Repeat exactly the lines from the start of the material below up to and including the "does not implement." line.
◆ ◆ ◆ ◆
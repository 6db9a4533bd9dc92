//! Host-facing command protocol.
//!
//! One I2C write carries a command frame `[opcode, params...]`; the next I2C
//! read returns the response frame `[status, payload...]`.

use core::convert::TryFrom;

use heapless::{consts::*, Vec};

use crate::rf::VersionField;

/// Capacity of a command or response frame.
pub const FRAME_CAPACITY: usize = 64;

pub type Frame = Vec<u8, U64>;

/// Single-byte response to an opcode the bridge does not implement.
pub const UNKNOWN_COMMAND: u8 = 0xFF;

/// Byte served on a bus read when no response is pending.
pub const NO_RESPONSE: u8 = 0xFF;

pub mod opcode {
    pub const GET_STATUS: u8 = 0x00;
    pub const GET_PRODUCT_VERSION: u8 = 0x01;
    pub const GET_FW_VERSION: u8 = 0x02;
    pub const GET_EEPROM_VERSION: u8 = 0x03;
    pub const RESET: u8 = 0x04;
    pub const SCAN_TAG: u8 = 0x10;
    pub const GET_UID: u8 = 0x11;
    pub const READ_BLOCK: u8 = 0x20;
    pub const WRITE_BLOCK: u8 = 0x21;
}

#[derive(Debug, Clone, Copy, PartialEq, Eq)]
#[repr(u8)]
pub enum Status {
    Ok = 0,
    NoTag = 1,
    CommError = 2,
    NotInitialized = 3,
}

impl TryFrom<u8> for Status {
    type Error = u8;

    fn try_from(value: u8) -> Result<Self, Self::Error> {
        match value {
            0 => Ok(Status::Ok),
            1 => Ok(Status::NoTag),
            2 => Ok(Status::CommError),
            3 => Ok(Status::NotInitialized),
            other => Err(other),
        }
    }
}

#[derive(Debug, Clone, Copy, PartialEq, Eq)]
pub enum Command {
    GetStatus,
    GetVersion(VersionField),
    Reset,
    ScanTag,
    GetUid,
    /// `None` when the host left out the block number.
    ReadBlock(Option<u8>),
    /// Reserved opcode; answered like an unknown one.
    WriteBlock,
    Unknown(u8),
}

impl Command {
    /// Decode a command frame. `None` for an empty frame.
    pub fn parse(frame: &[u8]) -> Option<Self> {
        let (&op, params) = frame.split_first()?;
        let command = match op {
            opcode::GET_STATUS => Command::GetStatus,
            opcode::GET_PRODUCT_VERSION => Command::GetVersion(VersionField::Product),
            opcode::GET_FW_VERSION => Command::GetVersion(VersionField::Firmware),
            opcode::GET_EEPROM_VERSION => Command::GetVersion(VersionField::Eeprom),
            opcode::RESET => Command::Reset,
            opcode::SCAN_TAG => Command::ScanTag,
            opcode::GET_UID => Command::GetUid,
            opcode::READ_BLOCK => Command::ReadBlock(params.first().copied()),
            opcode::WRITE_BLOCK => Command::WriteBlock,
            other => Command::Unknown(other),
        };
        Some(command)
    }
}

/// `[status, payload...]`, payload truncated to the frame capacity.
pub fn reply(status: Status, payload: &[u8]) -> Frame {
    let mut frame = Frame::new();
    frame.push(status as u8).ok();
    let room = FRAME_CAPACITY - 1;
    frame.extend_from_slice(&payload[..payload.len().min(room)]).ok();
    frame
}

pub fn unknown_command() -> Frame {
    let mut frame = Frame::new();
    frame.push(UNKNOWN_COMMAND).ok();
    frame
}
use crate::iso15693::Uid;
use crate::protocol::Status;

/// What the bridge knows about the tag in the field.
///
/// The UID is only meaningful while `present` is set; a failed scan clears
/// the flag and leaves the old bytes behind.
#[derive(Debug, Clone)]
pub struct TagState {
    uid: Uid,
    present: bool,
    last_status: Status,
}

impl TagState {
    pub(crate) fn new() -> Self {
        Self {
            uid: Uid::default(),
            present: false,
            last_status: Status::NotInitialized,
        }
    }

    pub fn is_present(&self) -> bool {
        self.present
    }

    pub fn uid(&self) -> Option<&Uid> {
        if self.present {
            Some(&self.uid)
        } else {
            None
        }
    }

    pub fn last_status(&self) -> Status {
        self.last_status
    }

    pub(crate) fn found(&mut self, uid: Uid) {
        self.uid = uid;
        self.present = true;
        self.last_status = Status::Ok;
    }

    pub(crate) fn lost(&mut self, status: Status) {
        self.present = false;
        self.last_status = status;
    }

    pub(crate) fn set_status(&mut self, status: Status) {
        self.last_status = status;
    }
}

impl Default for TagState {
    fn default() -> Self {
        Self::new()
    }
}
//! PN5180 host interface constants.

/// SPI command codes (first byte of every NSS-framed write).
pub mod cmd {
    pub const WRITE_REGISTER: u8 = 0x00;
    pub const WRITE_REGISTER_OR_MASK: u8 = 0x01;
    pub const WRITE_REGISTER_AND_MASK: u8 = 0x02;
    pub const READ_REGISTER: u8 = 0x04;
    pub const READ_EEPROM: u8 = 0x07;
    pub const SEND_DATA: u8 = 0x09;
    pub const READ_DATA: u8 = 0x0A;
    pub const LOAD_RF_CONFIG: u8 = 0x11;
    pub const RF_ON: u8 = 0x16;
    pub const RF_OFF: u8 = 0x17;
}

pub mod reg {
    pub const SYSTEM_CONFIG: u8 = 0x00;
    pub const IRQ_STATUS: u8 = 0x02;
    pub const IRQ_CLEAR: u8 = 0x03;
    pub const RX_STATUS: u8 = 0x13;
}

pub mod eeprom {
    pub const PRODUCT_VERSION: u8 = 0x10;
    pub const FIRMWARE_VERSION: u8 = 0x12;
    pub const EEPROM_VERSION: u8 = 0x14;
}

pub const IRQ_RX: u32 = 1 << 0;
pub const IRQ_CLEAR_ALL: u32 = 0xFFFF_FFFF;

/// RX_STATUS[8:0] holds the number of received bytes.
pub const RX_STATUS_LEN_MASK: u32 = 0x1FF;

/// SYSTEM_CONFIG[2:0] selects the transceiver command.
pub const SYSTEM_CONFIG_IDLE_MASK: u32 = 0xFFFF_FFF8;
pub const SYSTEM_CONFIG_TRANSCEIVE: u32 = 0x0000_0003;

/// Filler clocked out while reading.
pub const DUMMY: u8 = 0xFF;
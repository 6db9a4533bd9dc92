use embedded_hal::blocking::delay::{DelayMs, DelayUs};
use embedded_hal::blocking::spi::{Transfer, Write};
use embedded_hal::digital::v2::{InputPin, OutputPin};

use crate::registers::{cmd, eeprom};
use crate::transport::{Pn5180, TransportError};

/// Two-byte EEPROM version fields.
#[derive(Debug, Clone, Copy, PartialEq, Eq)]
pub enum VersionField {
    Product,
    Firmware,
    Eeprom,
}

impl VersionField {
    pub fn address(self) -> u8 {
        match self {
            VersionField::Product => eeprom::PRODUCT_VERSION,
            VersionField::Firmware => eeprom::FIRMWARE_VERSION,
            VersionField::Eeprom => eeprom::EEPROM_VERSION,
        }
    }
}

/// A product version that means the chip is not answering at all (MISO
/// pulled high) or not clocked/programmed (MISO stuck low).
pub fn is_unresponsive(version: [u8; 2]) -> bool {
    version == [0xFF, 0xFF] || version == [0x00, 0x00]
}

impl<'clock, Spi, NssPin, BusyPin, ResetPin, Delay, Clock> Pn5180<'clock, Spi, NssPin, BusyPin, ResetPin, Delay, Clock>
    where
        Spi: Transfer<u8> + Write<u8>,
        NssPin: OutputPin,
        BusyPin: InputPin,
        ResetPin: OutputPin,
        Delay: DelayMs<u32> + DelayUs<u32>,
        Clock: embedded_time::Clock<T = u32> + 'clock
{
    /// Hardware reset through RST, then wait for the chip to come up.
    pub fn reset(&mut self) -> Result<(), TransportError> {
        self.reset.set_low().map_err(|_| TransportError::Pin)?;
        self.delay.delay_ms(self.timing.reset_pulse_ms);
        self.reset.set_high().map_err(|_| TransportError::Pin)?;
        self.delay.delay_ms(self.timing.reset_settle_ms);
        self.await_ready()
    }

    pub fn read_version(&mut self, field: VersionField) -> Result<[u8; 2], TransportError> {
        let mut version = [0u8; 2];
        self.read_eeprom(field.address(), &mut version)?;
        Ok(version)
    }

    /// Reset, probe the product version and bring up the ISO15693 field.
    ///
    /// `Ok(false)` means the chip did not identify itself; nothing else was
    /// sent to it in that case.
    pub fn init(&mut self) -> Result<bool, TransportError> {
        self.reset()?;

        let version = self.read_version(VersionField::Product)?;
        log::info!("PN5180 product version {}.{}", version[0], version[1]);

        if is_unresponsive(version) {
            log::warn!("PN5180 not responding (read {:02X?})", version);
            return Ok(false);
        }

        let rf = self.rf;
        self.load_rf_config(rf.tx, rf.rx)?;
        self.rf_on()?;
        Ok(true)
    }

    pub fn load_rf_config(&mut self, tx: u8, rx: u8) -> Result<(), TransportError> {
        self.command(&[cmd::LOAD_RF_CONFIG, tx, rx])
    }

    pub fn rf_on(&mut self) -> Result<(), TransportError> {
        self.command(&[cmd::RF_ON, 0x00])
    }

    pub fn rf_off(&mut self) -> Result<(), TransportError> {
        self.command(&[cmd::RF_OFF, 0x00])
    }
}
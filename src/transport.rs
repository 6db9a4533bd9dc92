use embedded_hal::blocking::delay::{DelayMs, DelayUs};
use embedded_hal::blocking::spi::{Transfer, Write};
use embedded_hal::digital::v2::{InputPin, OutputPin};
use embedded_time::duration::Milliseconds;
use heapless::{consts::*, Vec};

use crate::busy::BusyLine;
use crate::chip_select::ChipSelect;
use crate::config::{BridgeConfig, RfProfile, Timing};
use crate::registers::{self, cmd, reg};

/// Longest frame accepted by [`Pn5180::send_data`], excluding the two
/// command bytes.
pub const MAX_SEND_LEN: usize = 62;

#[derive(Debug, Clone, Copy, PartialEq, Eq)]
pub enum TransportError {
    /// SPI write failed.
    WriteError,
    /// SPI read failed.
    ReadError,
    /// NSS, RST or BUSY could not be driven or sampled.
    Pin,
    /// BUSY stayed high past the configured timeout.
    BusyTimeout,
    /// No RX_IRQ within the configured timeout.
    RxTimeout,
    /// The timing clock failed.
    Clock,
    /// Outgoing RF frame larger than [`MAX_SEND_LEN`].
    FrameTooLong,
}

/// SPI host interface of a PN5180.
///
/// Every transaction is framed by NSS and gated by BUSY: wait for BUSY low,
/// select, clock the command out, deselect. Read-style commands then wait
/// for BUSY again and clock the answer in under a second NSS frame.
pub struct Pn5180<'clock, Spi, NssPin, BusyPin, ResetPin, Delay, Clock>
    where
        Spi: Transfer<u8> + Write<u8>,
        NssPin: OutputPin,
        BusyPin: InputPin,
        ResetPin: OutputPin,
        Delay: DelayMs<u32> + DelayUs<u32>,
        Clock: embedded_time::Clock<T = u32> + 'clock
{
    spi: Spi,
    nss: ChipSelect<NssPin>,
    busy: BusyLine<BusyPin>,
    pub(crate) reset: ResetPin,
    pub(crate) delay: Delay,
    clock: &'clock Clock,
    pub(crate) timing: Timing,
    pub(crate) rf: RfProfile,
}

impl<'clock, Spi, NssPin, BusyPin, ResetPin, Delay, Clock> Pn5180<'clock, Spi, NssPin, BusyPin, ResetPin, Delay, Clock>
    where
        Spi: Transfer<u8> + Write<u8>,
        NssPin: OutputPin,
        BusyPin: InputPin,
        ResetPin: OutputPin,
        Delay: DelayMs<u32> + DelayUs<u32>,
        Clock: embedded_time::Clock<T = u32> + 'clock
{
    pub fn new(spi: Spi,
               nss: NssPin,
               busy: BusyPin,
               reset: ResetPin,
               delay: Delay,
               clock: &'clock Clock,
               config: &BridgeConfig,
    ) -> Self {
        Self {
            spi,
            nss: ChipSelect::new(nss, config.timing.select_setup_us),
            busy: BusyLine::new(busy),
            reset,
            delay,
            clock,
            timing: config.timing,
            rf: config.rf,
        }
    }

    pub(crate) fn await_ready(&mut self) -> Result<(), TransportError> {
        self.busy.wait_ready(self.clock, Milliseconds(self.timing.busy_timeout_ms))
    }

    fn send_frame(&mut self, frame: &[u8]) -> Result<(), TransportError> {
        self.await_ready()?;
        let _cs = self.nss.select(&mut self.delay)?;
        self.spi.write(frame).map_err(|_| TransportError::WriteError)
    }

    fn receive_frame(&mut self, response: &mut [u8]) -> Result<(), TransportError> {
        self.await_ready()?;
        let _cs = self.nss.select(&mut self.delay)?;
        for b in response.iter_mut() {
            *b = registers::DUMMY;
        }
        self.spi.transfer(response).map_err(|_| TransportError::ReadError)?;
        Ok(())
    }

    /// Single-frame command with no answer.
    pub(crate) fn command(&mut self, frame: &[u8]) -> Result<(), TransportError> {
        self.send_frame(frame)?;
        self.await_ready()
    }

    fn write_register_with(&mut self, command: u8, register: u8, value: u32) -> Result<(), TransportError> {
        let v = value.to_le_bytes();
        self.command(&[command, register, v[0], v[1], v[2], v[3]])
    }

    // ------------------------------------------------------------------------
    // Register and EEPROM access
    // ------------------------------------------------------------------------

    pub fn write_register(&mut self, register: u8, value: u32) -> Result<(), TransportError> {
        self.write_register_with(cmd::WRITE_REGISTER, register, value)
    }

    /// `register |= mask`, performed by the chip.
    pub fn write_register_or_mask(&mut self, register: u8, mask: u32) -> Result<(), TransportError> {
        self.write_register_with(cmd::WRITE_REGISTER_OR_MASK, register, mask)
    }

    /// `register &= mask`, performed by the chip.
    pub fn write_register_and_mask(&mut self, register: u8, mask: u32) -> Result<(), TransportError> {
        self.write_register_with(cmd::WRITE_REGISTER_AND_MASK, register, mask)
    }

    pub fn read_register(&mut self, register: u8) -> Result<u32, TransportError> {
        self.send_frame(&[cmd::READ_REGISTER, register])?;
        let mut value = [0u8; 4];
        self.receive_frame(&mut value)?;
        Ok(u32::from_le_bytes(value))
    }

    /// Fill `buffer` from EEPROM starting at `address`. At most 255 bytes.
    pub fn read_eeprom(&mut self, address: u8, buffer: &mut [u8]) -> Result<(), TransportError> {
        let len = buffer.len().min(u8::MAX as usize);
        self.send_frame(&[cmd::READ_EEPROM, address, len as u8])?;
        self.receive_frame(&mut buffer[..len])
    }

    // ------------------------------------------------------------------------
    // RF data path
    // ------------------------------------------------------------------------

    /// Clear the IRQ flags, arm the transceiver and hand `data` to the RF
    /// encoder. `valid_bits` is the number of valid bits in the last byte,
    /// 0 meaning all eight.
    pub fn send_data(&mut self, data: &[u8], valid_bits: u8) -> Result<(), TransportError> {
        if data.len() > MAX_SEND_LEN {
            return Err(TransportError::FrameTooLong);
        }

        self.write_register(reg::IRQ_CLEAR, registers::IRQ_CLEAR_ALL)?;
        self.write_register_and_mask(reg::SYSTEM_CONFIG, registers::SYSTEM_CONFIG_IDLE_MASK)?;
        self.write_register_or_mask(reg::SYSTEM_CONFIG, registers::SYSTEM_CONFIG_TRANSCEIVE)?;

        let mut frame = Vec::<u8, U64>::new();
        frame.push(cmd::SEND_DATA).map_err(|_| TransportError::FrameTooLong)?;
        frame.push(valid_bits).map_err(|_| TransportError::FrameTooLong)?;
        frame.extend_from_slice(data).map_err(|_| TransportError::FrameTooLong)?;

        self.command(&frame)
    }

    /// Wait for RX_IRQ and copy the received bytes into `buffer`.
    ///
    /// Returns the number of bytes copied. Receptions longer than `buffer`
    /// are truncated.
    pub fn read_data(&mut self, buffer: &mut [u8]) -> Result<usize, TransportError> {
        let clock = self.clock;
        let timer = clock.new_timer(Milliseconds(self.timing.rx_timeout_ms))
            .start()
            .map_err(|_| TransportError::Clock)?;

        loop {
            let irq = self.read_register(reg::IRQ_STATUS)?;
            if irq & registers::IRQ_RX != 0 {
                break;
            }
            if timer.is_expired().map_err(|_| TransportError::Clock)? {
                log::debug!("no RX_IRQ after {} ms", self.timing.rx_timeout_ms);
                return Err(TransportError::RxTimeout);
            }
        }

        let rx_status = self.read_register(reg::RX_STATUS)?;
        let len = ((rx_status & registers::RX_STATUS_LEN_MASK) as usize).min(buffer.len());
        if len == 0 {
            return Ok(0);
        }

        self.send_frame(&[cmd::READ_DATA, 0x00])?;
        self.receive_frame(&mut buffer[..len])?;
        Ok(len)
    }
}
◆ ◆ ◆ ◆
_SOLUTION_:
repository 6db9a4533bd9dc92
//! Host-facing command protocol.
//!
//! One I2C write carries a command frame `[opcode, params...]`; the next I2C
//! read returns the response frame `[status, payload...]`.

use core::convert::TryFrom;

use heapless::{consts::*, Vec};

use crate::rf::VersionField;

/// Capacity of a command or response frame.
pub const FRAME_CAPACITY: usize = 64;

pub type Frame = Vec<u8, U64>;

/// Single-byte response to an opcode the bridge does not implement.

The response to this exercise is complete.